1) La classe ouvrière doit faire chuter le gouvernement Macron. Malgré l’opposition écrasante, Macron appauvrit des travailleurs tout en attisant une guerre entre des États dotés de l'arme nucléaire. Son gouvernement n'est pas un régime démocratique qui peut être réformé, mais l'outil impénitent d'une oligarchie financière implacablement hostile envers les masses.

2) Mettre fin à la guerre menée de l'OTAN contre la Russie en Ukraine, qui menace de faire éclater une guerre totale à travers l'Europe et le monde, avec l'utilisation d'armes nucléaires. Sans stopper cette guerre, il sera impossible d’opérer le transfert nécessaire de milliards d’euros de la machine de guerre au financement des besoins sociaux essentiels.

3) Saisir les fonds publics des plans de relance qui enrichissent l'aristocratie financière et alimentent une inflation dévastatrice à l'échelle mondiale. Ces plans de relance ont augmenté le patrimoine des milliardaires français de 200 milliards d'euros depuis le début de la pandémie en 2020. Ces fonds publics doivent servir aux besoins sociaux des masses et à mettre les grandes industries sous contrôle public afin qu’elles fournissent emplois et services abordables aux travailleurs.

4) Surtout, étendre les grèves au-delà des frontières de la France, à travers l'Europe et le monde en une révolte contre les appareils syndicaux pro-capitalistes. Dans une économie mondialisée dirigée par des sociétés transnationales, alors que les élites dirigeantes ont déjà entraîné la Russie, l'Ukraine et l'OTAN dans une guerre, aucune des revendications essentielles de la classe ouvrière ne sera réalisée en mobilisant les travailleurs à l'intérieur d'un seul pays.
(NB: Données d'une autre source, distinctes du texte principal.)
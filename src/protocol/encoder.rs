//! Command encoder
//!
//! Serializes a command as an array of bulk strings:
//!
//! ```text
//! *<argc>\r\n
//! $<len>\r\n<name>\r\n
//! $<len>\r\n<arg>\r\n      (once per argument)
//! ```
//!
//! Arguments are already bytes here; typed values went through their
//! transcoder when the command was built.

use bytes::{BufMut, Bytes, BytesMut};

use super::{Command, CommandName};

/// Encode a command into one contiguous buffer
pub fn encode_command(command: &Command) -> Bytes {
    encode_parts(command.name(), command.args())
}

/// Encode a verb and its arguments
pub fn encode_parts(name: CommandName, args: &[Bytes]) -> Bytes {
    let payload: usize = args.iter().map(|a| a.len() + 16).sum();
    let mut buf = BytesMut::with_capacity(32 + payload);

    write_header(&mut buf, b'*', args.len() + 1);
    write_bulk(&mut buf, name.as_bytes());
    for arg in args {
        write_bulk(&mut buf, arg);
    }

    buf.freeze()
}

fn write_bulk(buf: &mut BytesMut, data: &[u8]) {
    write_header(buf, b'$', data.len());
    buf.put_slice(data);
    buf.put_slice(b"\r\n");
}

fn write_header(buf: &mut BytesMut, sigil: u8, len: usize) {
    buf.put_u8(sigil);
    buf.put_slice(len.to_string().as_bytes());
    buf.put_slice(b"\r\n");
}
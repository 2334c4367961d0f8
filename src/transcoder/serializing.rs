//! Generic object transcoder
//!
//! Compound values are stored as bincode. Anything the encode side accepts
//! decodes back to an equal value.

use std::fmt;
use std::marker::PhantomData;

use bytes::Bytes;
use serde::de::DeserializeOwned;
use serde::Serialize;

use crate::error::Result;
use super::Transcoder;

/// serde + bincode codec for `T`
pub struct SerializingTranscoder<T> {
    // fn() -> T keeps the transcoder Send + Sync for any T
    _marker: PhantomData<fn() -> T>,
}

impl<T> SerializingTranscoder<T> {
    pub fn new() -> Self {
        Self {
            _marker: PhantomData,
        }
    }
}

impl<T> Default for SerializingTranscoder<T> {
    fn default() -> Self {
        Self::new()
    }
}

impl<T> Clone for SerializingTranscoder<T> {
    fn clone(&self) -> Self {
        *self
    }
}

impl<T> Copy for SerializingTranscoder<T> {}

impl<T> fmt::Debug for SerializingTranscoder<T> {
    fn fmt(&self, f: &mut fmt::Formatter<'_>) -> fmt::Result {
        write!(f, "SerializingTranscoder<{}>", std::any::type_name::<T>())
    }
}

impl<T> Transcoder for SerializingTranscoder<T>
where
    T: Serialize + DeserializeOwned + Send + 'static,
{
    type Value = T;

    fn encode(&self, value: &T) -> Result<Bytes> {
        Ok(Bytes::from(bincode::serialize(value)?))
    }

    fn decode(&self, data: Bytes) -> Result<T> {
        Ok(bincode::deserialize(&data)?)
    }
}
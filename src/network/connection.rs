//! Connection Manager
//!
//! Owns the TCP stream, the pending queue and the lifecycle state.
//!
//! ## Handshake
//! `connect` opens the transport, then runs AUTH and SELECT while the state
//! is still `Connecting`. Only handshake commands are admitted in that
//! window; user commands fail with `ConnectionClosed` until the state is
//! `Connected`. A failed handshake tears the transport down again.
//!
//! ## Threads
//! - Callers write. `submit` holds the write lock across enqueue and
//!   transmit, so queue order and wire order are the same order.
//! - One reader thread per connection decodes replies and hands them to the
//!   correlator strictly in arrival order.
//!
//! ## Locks
//! Order is `writer`, then `pipeline`, then `control`. The reader thread
//! never takes `writer`. The pending queue and the state share `pipeline`, so
//! a command can never be enqueued after teardown drained the queue.
//! Teardown takes the control handle under the same generation-checked
//! `pipeline` lock, so it can only ever shut down its own transport.
//!
//! The pending queue is unbounded: a caller that writes faster than replies
//! drain grows memory without limit.

use std::io::{self, Read, Write};
use std::net::{Shutdown, SocketAddr, TcpStream, ToSocketAddrs};
use std::sync::Arc;
use std::thread::{self, JoinHandle};
use std::time::Instant;

use bytes::Bytes;
use parking_lot::{Condvar, Mutex};
use tracing::Span;

use crate::config::Config;
use crate::error::{RedlineError, Result};
use crate::pipeline::Correlator;
use crate::protocol::{encode_command, Command, CommandName, Reply, ReplyDecoder};
use super::ConnectionState;

/// A single multiplexed connection to the server
pub struct Connection {
    shared: Arc<Shared>,
}

/// State shared between callers and the reader thread
struct Shared {
    config: Config,

    /// Connection-scoped logging handle
    span: Span,

    /// Write half; the lock serializes encode → enqueue → transmit
    writer: Mutex<Option<TcpStream>>,

    /// Lifecycle state and pending queue
    pipeline: Mutex<Pipeline>,

    /// Signalled whenever the state leaves `Connected`/`Closing`
    state_changed: Condvar,

    /// Handle used only to shut the socket down
    control: Mutex<Option<TcpStream>>,

    reader: Mutex<Option<JoinHandle<()>>>,
}

struct Pipeline {
    state: ConnectionState,

    /// Bumped on every connect attempt so a stale reader cannot tear down its successor
    generation: u64,

    correlator: Correlator,
}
Le mouvement en France fait partie d'une situation objectivement révolutionnaire qui émerge dans toute l'Europe, traversée de grèves de masse. Des millions de travailleurs défilent contre l'inflation et l'austérité salariale en Allemagne et en Grande-Bretagne et pour défendre la santé en Espagne. Des grèves nationales de cheminots sont en cours en Belgique, en Italie et en Grèce où, après un horrible accident de train qui a coûté la vie à 57 personnes un mouvement explosif s'est développé contre toute l'élite dirigeante qui poursuit depuis des décennies une violente politique d’austérité.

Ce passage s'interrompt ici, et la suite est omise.